(Beginning of Data to examine)
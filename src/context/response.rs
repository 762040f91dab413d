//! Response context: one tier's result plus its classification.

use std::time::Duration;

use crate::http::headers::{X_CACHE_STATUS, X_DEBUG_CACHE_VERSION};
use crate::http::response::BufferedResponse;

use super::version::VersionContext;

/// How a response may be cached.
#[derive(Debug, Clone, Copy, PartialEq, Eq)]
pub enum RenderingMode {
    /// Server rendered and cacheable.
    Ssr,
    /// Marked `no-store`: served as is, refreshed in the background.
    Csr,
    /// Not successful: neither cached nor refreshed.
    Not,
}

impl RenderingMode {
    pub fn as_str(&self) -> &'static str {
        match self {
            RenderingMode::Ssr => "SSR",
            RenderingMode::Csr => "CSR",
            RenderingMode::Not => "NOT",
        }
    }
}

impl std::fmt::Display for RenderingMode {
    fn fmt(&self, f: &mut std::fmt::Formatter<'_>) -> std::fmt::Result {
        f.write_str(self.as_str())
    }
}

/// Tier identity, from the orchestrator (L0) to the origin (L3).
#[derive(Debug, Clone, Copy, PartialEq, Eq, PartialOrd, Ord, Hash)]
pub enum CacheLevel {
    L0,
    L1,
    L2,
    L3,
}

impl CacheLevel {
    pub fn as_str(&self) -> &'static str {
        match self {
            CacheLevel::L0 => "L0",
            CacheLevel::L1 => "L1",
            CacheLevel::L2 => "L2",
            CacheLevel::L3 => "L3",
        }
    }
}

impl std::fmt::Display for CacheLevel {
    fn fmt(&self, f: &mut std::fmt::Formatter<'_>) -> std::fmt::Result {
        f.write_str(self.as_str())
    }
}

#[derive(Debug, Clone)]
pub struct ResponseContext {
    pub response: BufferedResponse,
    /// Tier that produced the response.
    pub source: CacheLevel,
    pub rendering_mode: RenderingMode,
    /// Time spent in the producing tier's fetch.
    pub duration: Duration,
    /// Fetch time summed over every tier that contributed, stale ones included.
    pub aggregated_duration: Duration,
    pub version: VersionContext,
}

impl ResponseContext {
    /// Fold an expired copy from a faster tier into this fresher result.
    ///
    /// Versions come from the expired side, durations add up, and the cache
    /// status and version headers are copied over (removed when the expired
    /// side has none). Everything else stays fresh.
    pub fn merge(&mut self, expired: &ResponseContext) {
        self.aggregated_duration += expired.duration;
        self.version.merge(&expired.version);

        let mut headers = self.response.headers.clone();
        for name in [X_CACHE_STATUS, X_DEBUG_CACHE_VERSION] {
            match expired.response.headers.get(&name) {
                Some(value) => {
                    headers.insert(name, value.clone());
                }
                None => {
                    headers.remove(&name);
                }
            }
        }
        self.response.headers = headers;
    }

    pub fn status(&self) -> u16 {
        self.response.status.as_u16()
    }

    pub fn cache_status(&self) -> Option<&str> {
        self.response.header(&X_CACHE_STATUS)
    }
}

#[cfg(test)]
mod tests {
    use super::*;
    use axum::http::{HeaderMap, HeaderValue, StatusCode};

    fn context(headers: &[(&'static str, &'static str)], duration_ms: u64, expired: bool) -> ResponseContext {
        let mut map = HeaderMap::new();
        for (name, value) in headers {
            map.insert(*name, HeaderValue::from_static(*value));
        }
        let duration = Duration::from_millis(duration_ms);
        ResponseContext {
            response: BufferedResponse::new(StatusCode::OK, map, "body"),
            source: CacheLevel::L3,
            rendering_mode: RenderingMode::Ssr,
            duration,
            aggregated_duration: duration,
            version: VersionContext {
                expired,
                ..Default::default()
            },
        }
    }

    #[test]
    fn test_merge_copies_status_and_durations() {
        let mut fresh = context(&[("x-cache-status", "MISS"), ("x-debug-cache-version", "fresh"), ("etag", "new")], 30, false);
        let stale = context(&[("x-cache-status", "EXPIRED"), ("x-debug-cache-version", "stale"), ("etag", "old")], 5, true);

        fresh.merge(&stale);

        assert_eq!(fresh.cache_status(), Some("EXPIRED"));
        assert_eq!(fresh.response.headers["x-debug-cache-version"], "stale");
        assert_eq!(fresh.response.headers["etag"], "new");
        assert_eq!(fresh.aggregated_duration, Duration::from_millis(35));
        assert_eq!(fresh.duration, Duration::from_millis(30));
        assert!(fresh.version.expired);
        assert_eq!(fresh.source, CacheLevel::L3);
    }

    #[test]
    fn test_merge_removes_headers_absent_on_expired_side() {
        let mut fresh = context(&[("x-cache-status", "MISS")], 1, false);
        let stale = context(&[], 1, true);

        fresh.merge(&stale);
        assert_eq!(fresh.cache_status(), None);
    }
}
(End of Data to examine)
(Beginning of Data to examine)
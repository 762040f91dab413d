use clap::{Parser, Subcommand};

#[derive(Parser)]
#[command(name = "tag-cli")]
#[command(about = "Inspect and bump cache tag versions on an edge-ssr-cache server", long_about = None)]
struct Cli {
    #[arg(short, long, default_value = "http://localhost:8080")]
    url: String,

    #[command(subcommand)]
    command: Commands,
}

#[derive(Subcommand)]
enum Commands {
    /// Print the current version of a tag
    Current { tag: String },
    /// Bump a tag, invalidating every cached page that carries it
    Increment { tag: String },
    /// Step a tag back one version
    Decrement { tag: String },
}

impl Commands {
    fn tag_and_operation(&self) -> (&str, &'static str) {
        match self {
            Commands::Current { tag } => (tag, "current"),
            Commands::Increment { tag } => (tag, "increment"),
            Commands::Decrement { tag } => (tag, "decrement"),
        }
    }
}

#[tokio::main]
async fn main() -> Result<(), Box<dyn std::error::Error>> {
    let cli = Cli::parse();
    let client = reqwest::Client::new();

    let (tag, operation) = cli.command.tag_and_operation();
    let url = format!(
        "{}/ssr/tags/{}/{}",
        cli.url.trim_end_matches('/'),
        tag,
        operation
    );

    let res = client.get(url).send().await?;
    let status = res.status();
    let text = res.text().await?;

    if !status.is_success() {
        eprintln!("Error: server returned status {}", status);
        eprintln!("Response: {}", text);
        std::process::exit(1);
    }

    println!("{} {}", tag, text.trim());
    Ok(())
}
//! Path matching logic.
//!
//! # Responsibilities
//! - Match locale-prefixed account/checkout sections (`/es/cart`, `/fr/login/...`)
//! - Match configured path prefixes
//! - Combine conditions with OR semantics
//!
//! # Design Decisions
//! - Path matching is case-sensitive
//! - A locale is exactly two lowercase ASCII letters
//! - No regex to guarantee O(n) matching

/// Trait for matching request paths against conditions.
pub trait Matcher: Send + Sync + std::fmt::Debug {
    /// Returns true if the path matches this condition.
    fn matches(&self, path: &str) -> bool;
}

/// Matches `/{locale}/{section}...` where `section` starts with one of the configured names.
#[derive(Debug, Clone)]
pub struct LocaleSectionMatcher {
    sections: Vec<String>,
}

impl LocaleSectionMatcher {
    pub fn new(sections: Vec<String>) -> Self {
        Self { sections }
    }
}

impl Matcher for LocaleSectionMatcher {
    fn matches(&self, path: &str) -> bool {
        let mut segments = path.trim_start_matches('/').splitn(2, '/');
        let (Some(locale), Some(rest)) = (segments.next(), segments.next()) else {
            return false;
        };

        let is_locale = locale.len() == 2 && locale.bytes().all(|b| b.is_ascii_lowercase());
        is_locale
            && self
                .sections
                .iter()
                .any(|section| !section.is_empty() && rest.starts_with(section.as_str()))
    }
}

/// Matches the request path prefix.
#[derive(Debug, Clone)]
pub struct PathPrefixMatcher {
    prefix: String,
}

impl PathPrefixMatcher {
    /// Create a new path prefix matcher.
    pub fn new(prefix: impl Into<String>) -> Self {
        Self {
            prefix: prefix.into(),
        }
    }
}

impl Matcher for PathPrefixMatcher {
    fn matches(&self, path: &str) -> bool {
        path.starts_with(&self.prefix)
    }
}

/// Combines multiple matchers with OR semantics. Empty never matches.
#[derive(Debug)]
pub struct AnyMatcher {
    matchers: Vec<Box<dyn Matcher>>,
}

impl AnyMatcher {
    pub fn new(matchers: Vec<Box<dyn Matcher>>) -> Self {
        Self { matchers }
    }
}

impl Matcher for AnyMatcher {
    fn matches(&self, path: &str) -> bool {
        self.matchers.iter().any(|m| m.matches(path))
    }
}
(End of Data to examine)
(Beginning of Data to examine)
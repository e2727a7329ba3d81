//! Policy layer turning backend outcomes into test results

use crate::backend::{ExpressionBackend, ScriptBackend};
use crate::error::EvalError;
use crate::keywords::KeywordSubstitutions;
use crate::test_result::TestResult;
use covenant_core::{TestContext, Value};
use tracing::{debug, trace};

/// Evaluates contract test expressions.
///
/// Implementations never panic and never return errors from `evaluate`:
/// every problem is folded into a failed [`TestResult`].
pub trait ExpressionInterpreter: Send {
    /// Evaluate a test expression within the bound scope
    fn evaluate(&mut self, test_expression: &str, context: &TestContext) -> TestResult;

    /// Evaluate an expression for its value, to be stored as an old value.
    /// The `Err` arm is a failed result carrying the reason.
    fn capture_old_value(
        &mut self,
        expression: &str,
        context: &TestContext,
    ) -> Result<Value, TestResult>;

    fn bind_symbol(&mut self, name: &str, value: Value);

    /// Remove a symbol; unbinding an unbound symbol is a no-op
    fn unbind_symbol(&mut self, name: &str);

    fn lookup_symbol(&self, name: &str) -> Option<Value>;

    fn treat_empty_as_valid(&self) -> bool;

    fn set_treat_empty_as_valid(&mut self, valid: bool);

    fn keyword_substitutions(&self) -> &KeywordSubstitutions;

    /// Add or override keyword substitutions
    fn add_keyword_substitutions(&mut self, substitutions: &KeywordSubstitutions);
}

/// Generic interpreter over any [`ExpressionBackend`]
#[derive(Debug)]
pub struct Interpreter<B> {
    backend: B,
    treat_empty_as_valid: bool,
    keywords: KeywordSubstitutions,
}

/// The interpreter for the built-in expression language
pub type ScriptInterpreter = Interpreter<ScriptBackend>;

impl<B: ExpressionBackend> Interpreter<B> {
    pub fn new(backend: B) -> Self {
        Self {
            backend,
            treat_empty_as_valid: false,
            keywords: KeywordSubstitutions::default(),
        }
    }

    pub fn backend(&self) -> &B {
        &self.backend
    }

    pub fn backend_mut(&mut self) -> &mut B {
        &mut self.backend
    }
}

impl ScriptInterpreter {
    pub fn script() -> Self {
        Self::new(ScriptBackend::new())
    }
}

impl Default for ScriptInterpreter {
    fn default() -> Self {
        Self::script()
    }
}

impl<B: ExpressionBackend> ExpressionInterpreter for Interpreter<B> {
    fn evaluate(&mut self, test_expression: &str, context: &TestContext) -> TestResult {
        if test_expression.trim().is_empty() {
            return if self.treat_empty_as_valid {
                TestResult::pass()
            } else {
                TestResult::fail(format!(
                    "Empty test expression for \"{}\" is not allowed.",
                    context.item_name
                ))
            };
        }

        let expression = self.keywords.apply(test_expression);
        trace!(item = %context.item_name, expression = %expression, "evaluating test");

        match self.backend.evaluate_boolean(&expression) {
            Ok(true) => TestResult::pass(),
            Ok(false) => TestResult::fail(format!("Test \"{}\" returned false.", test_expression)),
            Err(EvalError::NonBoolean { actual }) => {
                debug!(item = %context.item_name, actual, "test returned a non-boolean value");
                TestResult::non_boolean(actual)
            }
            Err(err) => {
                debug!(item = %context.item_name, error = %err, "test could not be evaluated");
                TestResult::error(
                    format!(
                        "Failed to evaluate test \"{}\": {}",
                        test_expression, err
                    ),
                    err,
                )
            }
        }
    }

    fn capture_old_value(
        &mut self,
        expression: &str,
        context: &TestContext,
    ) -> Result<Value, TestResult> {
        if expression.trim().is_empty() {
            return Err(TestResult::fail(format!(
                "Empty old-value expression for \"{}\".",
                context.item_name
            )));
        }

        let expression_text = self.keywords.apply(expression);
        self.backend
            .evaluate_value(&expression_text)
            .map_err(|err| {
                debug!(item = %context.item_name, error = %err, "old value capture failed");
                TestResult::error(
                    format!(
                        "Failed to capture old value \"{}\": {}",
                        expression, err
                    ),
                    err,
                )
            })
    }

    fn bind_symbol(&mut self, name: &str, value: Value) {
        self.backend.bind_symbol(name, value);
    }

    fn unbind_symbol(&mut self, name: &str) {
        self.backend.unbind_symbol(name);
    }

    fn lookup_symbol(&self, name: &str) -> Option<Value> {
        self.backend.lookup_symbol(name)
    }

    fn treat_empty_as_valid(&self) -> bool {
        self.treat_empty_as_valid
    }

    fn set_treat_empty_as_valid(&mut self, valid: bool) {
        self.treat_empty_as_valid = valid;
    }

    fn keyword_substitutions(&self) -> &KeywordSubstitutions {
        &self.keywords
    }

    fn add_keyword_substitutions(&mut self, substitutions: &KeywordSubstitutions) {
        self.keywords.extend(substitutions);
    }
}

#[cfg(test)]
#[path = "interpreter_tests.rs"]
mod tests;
(End of Data to examine)
Your instructions - Pull out every line of the records above that contains the word "ResponseContext".

Result below -
pub struct ResponseContext {
impl ResponseContext {
    pub fn merge(&mut self, expired: &ResponseContext) {
    fn context(headers: &[(&'static str, &'static str)], duration_ms: u64, expired: bool) -> ResponseContext {
        ResponseContext {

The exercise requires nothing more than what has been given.